1½ cups crushed digestive biscuits or graham crackers
6 tbs. butter, melted
1 14oz. can sweetened condensed milk
3 eggs, separated
rind and juice of 2 lemons (about ½ cup juice)
¾ cup caster (superfine white) sugar

Combine the crushed crumbs and the butter, then firmly pat into the bottom and up the sides of a 9″ pie plate. Set aside.

Whisk together the sweetened condensed milk, egg yolks, lemon zest, and juice. Pour into the crust and chill while you make the meringue.

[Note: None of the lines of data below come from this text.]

//! # Allocation Service
//!
//! Hands pool codes to variants and takes them back.
//!
//! ## Assignment
//! ```text
//! ┌─────────────────────────────────────────────────────────────────────────┐
//! │  assign(variant, type, preferred?)                                      │
//! │                                                                         │
//! │  preferred code given                                                   │
//! │    UPDATE … WHERE code = ? AND barcode_type = ? AND status='available'  │
//! │    0 rows → CodeUnavailable (never falls back to another code)          │
//! │                                                                         │
//! │  no preferred code                                                      │
//! │    budget = COUNT(available of type)        0 → PoolExhausted           │
//! │    loop over windows of candidates in ascending code order:            │
//! │      UPDATE … WHERE id = ? AND status='available'                       │
//! │        1 row  → done                                                    │
//! │        0 rows → another caller won this code, try the next one         │
//! │    budget spent or no candidates left → PoolExhausted                   │
//! └─────────────────────────────────────────────────────────────────────────┘
//! ```
//!
//! Each claim is a single conditional UPDATE, so two callers can never both
//! win the same row and nothing is held between candidates. The claim sets
//! `is_primary` when the variant has no primary yet. It also requires the
//! variant row to exist, so a variant deleted mid-call never ends up owning
//! a code: the failed claim reports `VariantNotFound`.

use chrono::Utc;
use sqlx::SqlitePool;
use tracing::{debug, info, warn};

use barcode_core::symbology::normalize_code;
use barcode_core::{
    Barcode, BarcodeStatus, BarcodeType, CoreError, ReleaseOutcome, ReleaseReason,
};

use crate::error::ServiceResult;
use crate::repository::barcode::{
    self, candidate_key, BarcodeRepository, CandidateKey, BARCODE_COLUMNS,
};
use crate::repository::catalog::CatalogRepository;

/// How often `release` re-reads a row that stayed `assigned` after the update.
const RELEASE_ATTEMPTS: usize = 3;

/// Assignment, primary selection and release.
#[derive(Debug, Clone)]
pub struct AllocationService {
    pool: SqlitePool,
    barcodes: BarcodeRepository,
    catalog: CatalogRepository,
    candidate_window: u32,
}

impl AllocationService {
    pub fn new(pool: SqlitePool, candidate_window: u32) -> Self {
        AllocationService {
            barcodes: BarcodeRepository::new(pool.clone()),
            catalog: CatalogRepository::new(pool.clone()),
            pool,
            candidate_window: candidate_window.max(1),
        }
    }

    // =========================================================================
    // Assign
    // =========================================================================

    /// Assigns a code of `barcode_type` to `variant_id`.
    ///
    /// With `preferred_code`, exactly that code is claimed or the call fails.
    /// Without it, the lowest available code of the type is claimed.
    ///
    /// ## Errors
    /// - `VariantNotFound` if the variant does not exist
    /// - `CodeUnavailable` if the preferred code is not available for this type
    /// - `PoolExhausted` if no code of the type could be claimed
    pub async fn assign(
        &self,
        variant_id: &str,
        barcode_type: BarcodeType,
        preferred_code: Option<&str>,
    ) -> ServiceResult<Barcode> {
        self.ensure_variant(variant_id).await?;

        match preferred_code {
            Some(raw) => self.assign_preferred(variant_id, barcode_type, raw).await,
            None => self.assign_next(variant_id, barcode_type).await,
        }
    }

    async fn assign_preferred(
        &self,
        variant_id: &str,
        barcode_type: BarcodeType,
        raw: &str,
    ) -> ServiceResult<Barcode> {
        let code = normalize_code(raw).ok_or_else(|| CoreError::CodeUnavailable {
            code: raw.trim().to_string(),
        })?;

        let sql = format!(
            r#"
            UPDATE barcodes SET
                status = 'assigned',
                owner_variant_id = ?1,
                assigned_at = ?2,
                is_primary = NOT EXISTS (
                    SELECT 1 FROM barcodes WHERE owner_variant_id = ?1 AND is_primary = 1
                )
            WHERE code = ?3 AND barcode_type = ?4 AND status = 'available'
              AND EXISTS (SELECT 1 FROM product_variants WHERE id = ?1)
            RETURNING {BARCODE_COLUMNS}
            "#
        );

        let claimed = sqlx::query_as::<_, Barcode>(&sql)
            .bind(variant_id)
            .bind(Utc::now())
            .bind(&code)
            .bind(barcode_type)
            .fetch_optional(&self.pool)
            .await?;

        match claimed {
            Some(barcode) => {
                info!(
                    variant_id = %variant_id,
                    code = %barcode.code,
                    is_primary = barcode.is_primary,
                    "Assigned preferred barcode"
                );
                Ok(barcode)
            }
            None => {
                self.ensure_variant(variant_id).await?;
                debug!(code = %code, "Preferred barcode not available");
                Err(CoreError::CodeUnavailable { code }.into())
            }
        }
    }

    async fn assign_next(&self, variant_id: &str, barcode_type: BarcodeType) -> ServiceResult<Barcode> {
        let exhausted = || CoreError::PoolExhausted { barcode_type };

        let budget = self.barcodes.count_available(barcode_type).await?;
        if budget == 0 {
            warn!(barcode_type = %barcode_type, "Barcode pool exhausted");
            return Err(exhausted().into());
        }

        let mut attempts: i64 = 0;
        let mut after: Option<CandidateKey> = None;

        loop {
            let window = self
                .barcodes
                .candidates(barcode_type, after.as_ref(), self.candidate_window)
                .await?;
            if window.is_empty() {
                break;
            }

            for (id, code) in &window {
                attempts += 1;
                if let Some(barcode) = self.claim(id, variant_id).await? {
                    info!(
                        variant_id = %variant_id,
                        code = %barcode.code,
                        is_primary = barcode.is_primary,
                        attempts,
                        "Assigned barcode"
                    );
                    return Ok(barcode);
                }

                self.ensure_variant(variant_id).await?;
                warn!(code = %code, "Candidate claimed concurrently, trying next");
                if attempts >= budget {
                    warn!(barcode_type = %barcode_type, attempts, "Gave up after exhausting candidates");
                    return Err(exhausted().into());
                }
            }

            after = window.last().map(|(_, code)| candidate_key(code));
        }

        warn!(barcode_type = %barcode_type, "Barcode pool exhausted");
        Err(exhausted().into())
    }

    /// Fails with `VariantNotFound` once the variant is gone.
    ///
    /// Claims also require the variant row, so a deletion that commits
    /// mid-assignment turns a failed claim into this error instead of a retry.
    async fn ensure_variant(&self, variant_id: &str) -> ServiceResult<()> {
        if self.catalog.variant_exists(variant_id).await? {
            Ok(())
        } else {
            Err(CoreError::VariantNotFound(variant_id.to_string()).into())
        }
    }

    /// Claims one candidate row if it is still `available` and the variant
    /// still exists.
    async fn claim(&self, id: &str, variant_id: &str) -> ServiceResult<Option<Barcode>> {
        let sql = format!(
            r#"
            UPDATE barcodes SET
                status = 'assigned',
                owner_variant_id = ?1,
                assigned_at = ?2,
                is_primary = NOT EXISTS (
                    SELECT 1 FROM barcodes WHERE owner_variant_id = ?1 AND is_primary = 1
                )
            WHERE id = ?3 AND status = 'available'
              AND EXISTS (SELECT 1 FROM product_variants WHERE id = ?1)
            RETURNING {BARCODE_COLUMNS}
            "#
        );

        let claimed = sqlx::query_as::<_, Barcode>(&sql)
            .bind(variant_id)
            .bind(Utc::now())
            .bind(id)
            .fetch_optional(&self.pool)
            .await?;
        Ok(claimed)
    }

    // =========================================================================
    // Primary
    // =========================================================================

    /// Makes `barcode_id` the variant's primary code, demoting the old one.
    ///
    /// ## Errors
    /// - `BarcodeNotFound` if the id does not exist
    /// - `NotOwnedByVariant` if the code is not assigned to `variant_id`
    pub async fn set_primary(&self, variant_id: &str, barcode_id: &str) -> ServiceResult<Barcode> {
        let mut tx = self.pool.begin().await?;

        sqlx::query(
            "UPDATE barcodes SET is_primary = 0 \
             WHERE owner_variant_id = ?1 AND is_primary = 1 AND id <> ?2",
        )
        .bind(variant_id)
        .bind(barcode_id)
        .execute(&mut *tx)
        .await?;

        let sql = format!(
            "UPDATE barcodes SET is_primary = 1 \
             WHERE id = ?1 AND owner_variant_id = ?2 AND status = 'assigned' \
             RETURNING {BARCODE_COLUMNS}"
        );
        let promoted = sqlx::query_as::<_, Barcode>(&sql)
            .bind(barcode_id)
            .bind(variant_id)
            .fetch_optional(&mut *tx)
            .await?;

        let Some(barcode) = promoted else {
            let existing = barcode::get_by_id(&mut tx, barcode_id).await?;
            tx.rollback().await?;
            return Err(match existing {
                None => CoreError::BarcodeNotFound(barcode_id.to_string()),
                Some(_) => CoreError::NotOwnedByVariant {
                    barcode_id: barcode_id.to_string(),
                    variant_id: variant_id.to_string(),
                },
            }
            .into());
        };

        tx.commit().await?;
        info!(variant_id = %variant_id, code = %barcode.code, "Primary barcode changed");
        Ok(barcode)
    }

    // =========================================================================
    // Release
    // =========================================================================

    /// Returns one code to the pool.
    ///
    /// Idempotent: releasing an `available` code changes nothing and reports
    /// [`ReleaseOutcome::AlreadyAvailable`].
    ///
    /// ## Errors
    /// - `BarcodeNotFound` if the id does not exist
    pub async fn release(&self, barcode_id: &str, reason: ReleaseReason) -> ServiceResult<ReleaseOutcome> {
        for _ in 0..RELEASE_ATTEMPTS {
            let result = sqlx::query(
                r#"
                UPDATE barcodes SET
                    status = 'available',
                    owner_variant_id = NULL,
                    is_primary = 0,
                    assigned_at = NULL
                WHERE id = ?1 AND status = 'assigned'
                "#,
            )
            .bind(barcode_id)
            .execute(&self.pool)
            .await?;

            if result.rows_affected() == 1 {
                info!(barcode_id = %barcode_id, %reason, "Released barcode");
                return Ok(ReleaseOutcome::Released);
            }

            let mut conn = self.pool.acquire().await?;
            match barcode::status_of(&mut conn, barcode_id).await? {
                None => return Err(CoreError::BarcodeNotFound(barcode_id.to_string()).into()),
                Some(BarcodeStatus::Available) => {
                    debug!(barcode_id = %barcode_id, "Barcode already available");
                    return Ok(ReleaseOutcome::AlreadyAvailable);
                }
                Some(status @ (BarcodeStatus::Reserved | BarcodeStatus::LegacyArchive)) => {
                    debug!(barcode_id = %barcode_id, %status, "Barcode is not releasable");
                    return Ok(ReleaseOutcome::NotReleasable(status));
                }
                // Re-assigned between the update and the read.
                Some(BarcodeStatus::Assigned) => continue,
            }
        }

        Err(CoreError::InvalidTransition {
            barcode_id: barcode_id.to_string(),
            status: BarcodeStatus::Assigned,
            operation: "release",
        }
        .into())
    }

    /// Releases every code owned by a variant in one statement.
    ///
    /// ## Returns
    /// The released codes in allocation order.
    pub async fn release_all_for_variant(
        &self,
        variant_id: &str,
        reason: ReleaseReason,
    ) -> ServiceResult<Vec<String>> {
        let mut conn = self.pool.acquire().await?;
        let released = barcode::release_owned(&mut conn, variant_id).await?;

        info!(
            variant_id = %variant_id,
            %reason,
            count = released.len(),
            "Released all barcodes for variant"
        );
        Ok(released)
    }

    /// Codes currently assigned to a variant, primary first.
    pub async fn barcodes_for_variant(&self, variant_id: &str) -> ServiceResult<Vec<Barcode>> {
        Ok(self.barcodes.for_variant(variant_id).await?)
    }

    /// The variant's primary code, if any.
    pub async fn primary_for_variant(&self, variant_id: &str) -> ServiceResult<Option<Barcode>> {
        Ok(self.barcodes.primary_for_variant(variant_id).await?)
    }
}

Heat the oven to 425°F. Whisk the egg whites until soft peaks form. Gradually whisk in the sugar 1 teaspoon at a time until the meringue is thick and stiff. Spread decoratively over the lemon filling making sure to seal in around the crust. Bake for 8-9 minutes or until the meringue is golden and firm. Cool before serving and chill any leftovers.